Problem to work on: Starting at the top of the entries below, print each line exactly until the line with "response with header." has been printed too.

Stored data entries:
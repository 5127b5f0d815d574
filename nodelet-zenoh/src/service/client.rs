//! Service client.
//!
//! # Reference
//!
//! See [rmw_zenoh design - Service Clients](https://github.com/ros2/rmw_zenoh/blob/rolling/docs/design.md#service-clients)

use crate::{
    attachment::{Attachment, GID_SIZE, generate_gid},
    error::{Error, Result},
    keyexpr::{EntityKind, liveliness_entity_keyexpr, service_keyexpr},
    node::Node,
    typesupport::{ServiceMsg, TypeSupport},
};
use std::{
    marker::PhantomData,
    sync::{Arc, atomic::AtomicI64},
    time::{Duration, Instant},
};
use zenoh::query::QueryTarget;
use zenoh::{Wait, bytes::ZBytes};

/// How often [`Client::wait_for_service`] re-checks the graph cache.
const SERVICE_POLL_INTERVAL: Duration = Duration::from_millis(100);

/// Service client response with header.
pub struct ClientResponse<T> {
    /// Response data.
    pub response: T,
    /// Response attachment (required by the rmw_zenoh protocol).
    pub attachment: Attachment,
}

/// Service client.
///
/// Sends requests to a service server and receives responses.
///
/// # Example
///
/// ```ignore
/// let client = node.create_client::<NodeletLoad>("/manager/load_nodelet")?;
/// client.wait_for_service(Duration::from_secs(10)).await?;
/// let response = client.call(&request).await?;
/// ```
pub struct Client<T: ServiceMsg> {
    /// Parent node.
    node: Arc<Node>,
    /// Service name as given by the caller.
    service_name: String,
    /// Fully qualified service name.
    fq_service_name: String,
    /// Key expression for queries.
    key_expr: String,
    /// Client GID.
    gid: [u8; GID_SIZE],
    /// Sequence number counter.
    sequence_number: AtomicI64,
    /// Liveliness token.
    _liveliness_token: zenoh::liveliness::LivelinessToken,
    /// Phantom data for service type.
    _phantom: PhantomData<T>,
}

impl<T: ServiceMsg> Client<T>
where
    T::Request: TypeSupport,
    T::Response: TypeSupport,
{
    /// Create a new service client.
    ///
    /// # Arguments
    ///
    /// * `node` - Parent node
    /// * `service_name` - Original service name (for display)
    /// * `fq_service_name` - Fully qualified service name (already expanded and remapped)
    pub(crate) fn new(node: Arc<Node>, service_name: &str, fq_service_name: &str) -> Result<Self> {
        let type_name = T::type_name();
        let type_hash = T::type_hash();

        let key_expr = service_keyexpr(
            node.context().domain_id(),
            fq_service_name,
            type_name,
            type_hash,
        );

        let gid = generate_gid();
        let entity_id = node.allocate_entity_id();

        let token_key = liveliness_entity_keyexpr(
            node.context().domain_id(),
            node.context().session_id(),
            node.node_id(),
            entity_id,
            EntityKind::ServiceClient,
            "",
            node.namespace(),
            node.name(),
            fq_service_name,
            type_name,
            type_hash,
        );

        let liveliness_token = node
            .context()
            .session()
            .liveliness()
            .declare_token(&token_key)
            .wait()?;

        Ok(Client {
            node,
            service_name: service_name.to_string(),
            fq_service_name: fq_service_name.to_string(),
            key_expr,
            gid,
            sequence_number: AtomicI64::new(0),
            _liveliness_token: liveliness_token,
            _phantom: PhantomData,
        })
    }

    /// Get the service name.
    pub fn service_name(&self) -> &str {
        &self.service_name
    }

    /// Get the fully qualified service name.
    pub fn fq_service_name(&self) -> &str {
        &self.fq_service_name
    }

    /// Get the client GID.
    pub fn gid(&self) -> &[u8; GID_SIZE] {
        &self.gid
    }

    /// Check if the service is available.
    pub fn is_service_available(&self) -> bool {
        self.node
            .context()
            .graph_cache()
            .is_service_available(&self.fq_service_name)
    }

    /// Wait until a server advertises this service, up to `timeout`.
    ///
    /// The graph cache is polled every 100ms.
    ///
    /// # Errors
    ///
    /// Returns [`Error::ServiceUnavailable`] if no server showed up
    /// within the deadline.
    pub async fn wait_for_service(&self, timeout: Duration) -> Result<()> {
        let start = Instant::now();
        loop {
            if self.is_service_available() {
                return Ok(());
            }
            if start.elapsed() >= timeout {
                return Err(Error::ServiceUnavailable {
                    service: self.fq_service_name.clone(),
                    waited: start.elapsed(),
                });
            }
            tokio::time::sleep(SERVICE_POLL_INTERVAL).await;
        }
    }

    /// Send a request and wait for a response.
    ///
    /// Replies are matched against the request's sequence number, the
    /// server echoes it back in the attachment. Replies with a different
    /// sequence number are skipped.
    ///
    /// # Errors
    ///
    /// Returns an error if:
    /// - Serialization fails
    /// - The query fails
    /// - No response is received
    /// - The response is missing its attachment (protocol violation)
    /// - Deserialization fails
    pub async fn call(&self, request: &T::Request) -> Result<ClientResponse<T::Response>> {
        let payload = request.to_bytes()?;
        let seq = self
            .sequence_number
            .fetch_add(1, std::sync::atomic::Ordering::AcqRel);
        let attachment = Attachment::new(seq, self.gid);
        let attachment_bytes = attachment.to_bytes();

        let replies = self
            .node
            .context()
            .session()
            .get(&self.key_expr)
            .payload(payload)
            .attachment(ZBytes::from(attachment_bytes.to_vec()))
            .target(QueryTarget::All)
            .await?;

        loop {
            let reply = replies
                .recv_async()
                .await
                .map_err(|_| Error::ChannelClosed)?;
            let sample = reply
                .result()
                .map_err(|e| Error::ServiceError(format!("{e:?}")))?;
            let attachment_bytes = sample.attachment().ok_or(Error::MissingAttachment)?;
            let response_attachment = Attachment::from_bytes(&attachment_bytes.to_bytes())?;
            // Another in-flight request's reply, keep waiting
            if response_attachment.sequence_number != seq {
                continue;
            }
            let response_bytes: Vec<u8> = sample.payload().to_bytes().to_vec();
            let response = T::Response::from_bytes(&response_bytes)?;

            return Ok(ClientResponse {
                response,
                attachment: response_attachment,
            });
        }
    }

    /// Send a request with a response deadline.
    ///
    /// # Errors
    ///
    /// Returns [`Error::Timeout`] if no matching reply arrived within
    /// `timeout`, or any error from [`Client::call`].
    pub async fn call_with_timeout(
        &self,
        request: &T::Request,
        timeout: Duration,
    ) -> Result<ClientResponse<T::Response>> {
        match tokio::time::timeout(timeout, self.call(request)).await {
            Ok(v) => v,
            Err(_) => Err(Error::Timeout),
        }
    }

    /// Get the parent node.
    pub fn node(&self) -> &Arc<Node> {
        &self.node
    }
}
//! AudioGraph: output context, master gain, buffer cache, one active source
//!
//! The graph is owned by exactly one scheduler. Control operations run on the
//! owning task; the output callback only sees the shared [`RenderGraph`].
//!
//! # Invariants
//!
//! - At most one source node exists at any time. `play` removes the previous
//!   node before installing the new one.
//! - A source's completion notification fires only when a non-looping buffer
//!   plays to its end; `stop` and replacement never fire it.
//! - Gain automation is scheduled on the audio clock.

use crate::audio::cache::BufferCache;
use crate::audio::context::{AudioBackend, AudioContext, ContextState};
use crate::audio::loader::BufferLoader;
use crate::audio::param::GainParam;
use crate::audio::render::{RenderGraph, SourceNode};
use crate::audio::types::{DecodedBuffer, NodeId};
use crate::error::{Error, Result};
use parking_lot::Mutex;
use std::sync::Arc;
use std::time::Duration;
use tokio::sync::{oneshot, OnceCell};
use tokio::task::JoinHandle;
use tracing::{debug, info};

/// Handle to a started source
#[derive(Debug)]
pub struct SourceHandle {
    pub node_id: NodeId,
    /// Resolves with `node_id` when the buffer finishes naturally.
    ///
    /// `None` for looping sources. The sender is dropped without a value when
    /// the node is stopped or replaced.
    ///
    /// Timed on tokio time from the moment `play` returns, not on the audio
    /// clock, so with a device it may fire slightly before or after the last
    /// frame is actually heard.
    pub ended: Option<oneshot::Receiver<NodeId>>,
}

pub struct AudioGraph {
    backend: Arc<dyn AudioBackend>,
    loader: Arc<dyn BufferLoader>,
    context: OnceCell<Arc<dyn AudioContext>>,
    render: Arc<Mutex<RenderGraph>>,
    cache: BufferCache,
    next_node: u64,
    end_watcher: Option<JoinHandle<()>>,
}

impl AudioGraph {
    pub fn new(backend: Arc<dyn AudioBackend>, loader: Arc<dyn BufferLoader>) -> Self {
        Self {
            backend,
            loader,
            context: OnceCell::new(),
            render: Arc::new(Mutex::new(RenderGraph::new(1.0))),
            cache: BufferCache::new(),
            next_node: 1,
            end_watcher: None,
        }
    }

    /// Create the output context on first call and make sure it is running.
    ///
    /// Repeated calls reuse the same context.
    pub async fn initialize(&self) -> Result<Arc<dyn AudioContext>> {
        let context = self
            .context
            .get_or_try_init(|| async {
                let context = self.backend.create_context(Arc::clone(&self.render))?;
                info!(
                    "Audio context created ({} backend, {} Hz)",
                    self.backend.name(),
                    context.sample_rate()
                );
                Ok::<_, Error>(context)
            })
            .await?;

        check_failure(context.as_ref())?;
        match context.state() {
            ContextState::Suspended => {
                debug!("Audio context suspended, resuming");
                context.resume().await?;
            }
            ContextState::Closed => {
                return Err(Error::InvalidState("audio context is closed".to_string()));
            }
            ContextState::Running => {}
        }

        Ok(Arc::clone(context))
    }

    pub fn is_initialized(&self) -> bool {
        self.context.initialized()
    }

    /// Fails with [`Error::AudioOutput`] once the output device has reported
    /// a failure. Fine before initialization.
    pub fn check_output(&self) -> Result<()> {
        match self.context.get() {
            Some(context) => check_failure(context.as_ref()),
            None => Ok(()),
        }
    }

    /// Decoded buffer for `source_id`, from cache or freshly loaded
    pub async fn load_buffer(&self, source_id: &str) -> Result<Arc<DecodedBuffer>> {
        let context = self.initialize().await?;
        self.cache
            .get_or_load(source_id, context.sample_rate(), self.loader.as_ref())
            .await
    }

    /// Start `buffer` now, replacing any active source.
    ///
    /// Gain ramps linearly from 0 to `target_gain` over `fade_in_secs`; a zero
    /// fade sets the target immediately.
    pub fn play(
        &mut self,
        buffer: Arc<DecodedBuffer>,
        target_gain: f32,
        fade_in_secs: f64,
        looping: bool,
    ) -> Result<SourceHandle> {
        let context = self.running_context()?;
        self.stop();

        let now = context.current_time();
        let target_gain = target_gain.clamp(0.0, 1.0);
        let mut gain = GainParam::new(0.0);
        if fade_in_secs > 0.0 {
            gain.set_value_at_time(0.0, now);
            gain.linear_ramp_to_value_at_time(target_gain, now + fade_in_secs);
        } else {
            gain.set_value_at_time(target_gain, now);
        }

        let node_id = NodeId(self.next_node);
        self.next_node += 1;
        let duration = buffer.duration_secs();

        debug!(
            "Playing '{}' as {} (gain {:.2}, fade-in {:.2}s, loop {})",
            buffer.source_id, node_id, target_gain, fade_in_secs, looping
        );

        self.render.lock().replace_source(SourceNode {
            id: node_id,
            buffer,
            gain,
            start_time: now,
            looping,
        });

        let ended = if looping {
            None
        } else {
            let (tx, rx) = oneshot::channel();
            let render = Arc::clone(&self.render);
            self.end_watcher = Some(tokio::spawn(async move {
                tokio::time::sleep(Duration::from_secs_f64(duration)).await;
                let finished = render.lock().take_source_if(node_id).is_some();
                if finished {
                    debug!("{} finished naturally", node_id);
                    let _ = tx.send(node_id);
                }
            }));
            Some(rx)
        };

        Ok(SourceHandle { node_id, ended })
    }

    /// Ramp the active source's gain to `target_gain` over `duration_secs`.
    ///
    /// Starts from the gain the source has right now, including part way
    /// through another ramp. No-op without an active source.
    pub fn fade_to(&self, target_gain: f32, duration_secs: f64) {
        let Some(context) = self.context.get() else {
            return;
        };
        let now = context.current_time();
        let target_gain = target_gain.clamp(0.0, 1.0);

        let mut render = self.render.lock();
        let Some(node) = render.active_mut() else {
            return;
        };

        node.gain.cancel_and_hold_at_time(now);
        if duration_secs > 0.0 {
            node.gain
                .linear_ramp_to_value_at_time(target_gain, now + duration_secs);
        } else {
            node.gain.set_value_at_time(target_gain, now);
        }
        debug!(
            "Fading {} to {:.2} over {:.2}s",
            node.id, target_gain, duration_secs
        );
    }

    /// Halt and release the active source. Safe when nothing is playing.
    pub fn stop(&mut self) {
        if let Some(watcher) = self.end_watcher.take() {
            watcher.abort();
        }

        let now = self.context.get().map(|c| c.current_time());
        if let Some(mut node) = self.render.lock().take_source() {
            if let Some(now) = now {
                node.gain.cancel_scheduled_values(now);
            }
            debug!("Stopped {}", node.id);
        }
    }

    /// Set the master gain immediately (clamped to 0.0-1.0)
    pub fn set_master_volume(&self, level: f32) {
        self.render.lock().set_master_gain(level);
    }

    pub fn master_volume(&self) -> f32 {
        self.render.lock().master_gain()
    }

    /// Identifier of the active source node
    pub fn active_node(&self) -> Option<NodeId> {
        self.render.lock().active().map(|n| n.id)
    }

    /// Gain of the active source at audio clock `time` (master excluded)
    pub fn source_gain_at(&self, time: f64) -> Option<f32> {
        self.render.lock().active().map(|n| n.gain.value_at(time))
    }

    /// Audio clock in seconds; 0.0 before initialization
    pub fn current_time(&self) -> f64 {
        self.context.get().map(|c| c.current_time()).unwrap_or(0.0)
    }

    pub fn cached_count(&self) -> usize {
        self.cache.len()
    }

    /// Number of buffer loads performed (cache hits excluded)
    pub fn decode_count(&self) -> usize {
        self.cache.load_count()
    }

    /// Stop playback, drop every cached buffer and close the context
    pub fn dispose(mut self) {
        self.stop();
        self.cache.clear();
        if let Some(context) = self.context.get() {
            context.close();
        }
        info!("Audio graph disposed");
    }

    fn running_context(&self) -> Result<Arc<dyn AudioContext>> {
        let context = self
            .context
            .get()
            .ok_or_else(|| Error::InvalidState("audio graph not initialized".to_string()))?;
        if context.state() == ContextState::Closed {
            return Err(Error::InvalidState("audio context is closed".to_string()));
        }
        check_failure(context.as_ref())?;
        Ok(Arc::clone(context))
    }
}

fn check_failure(context: &dyn AudioContext) -> Result<()> {
    match context.failure() {
        Some(reason) => Err(Error::AudioOutput(format!("audio output failed: {}", reason))),
        None => Ok(()),
    }
}

impl Drop for AudioGraph {
    fn drop(&mut self) {
        if let Some(watcher) = self.end_watcher.take() {
            watcher.abort();
        }
    }
}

Output for this exercise:
repository 5127b5f0d815d574
filename nodelet-zenoh/src/service/client.rs
//! Service client.
//!
//! # Reference
//!
//! See [rmw_zenoh design - Service Clients](https://github.com/ros2/rmw_zenoh/blob/rolling/docs/design.md#service-clients)

use crate::{
    attachment::{Attachment, GID_SIZE, generate_gid},
    error::{Error, Result},
    keyexpr::{EntityKind, liveliness_entity_keyexpr, service_keyexpr},
    node::Node,
    typesupport::{ServiceMsg, TypeSupport},
};
use std::{
    marker::PhantomData,
    sync::{Arc, atomic::AtomicI64},
    time::{Duration, Instant},
};
use zenoh::query::QueryTarget;
use zenoh::{Wait, bytes::ZBytes};

/// How often [`Client::wait_for_service`] re-checks the graph cache.
const SERVICE_POLL_INTERVAL: Duration = Duration::from_millis(100);

/// Service client response with header.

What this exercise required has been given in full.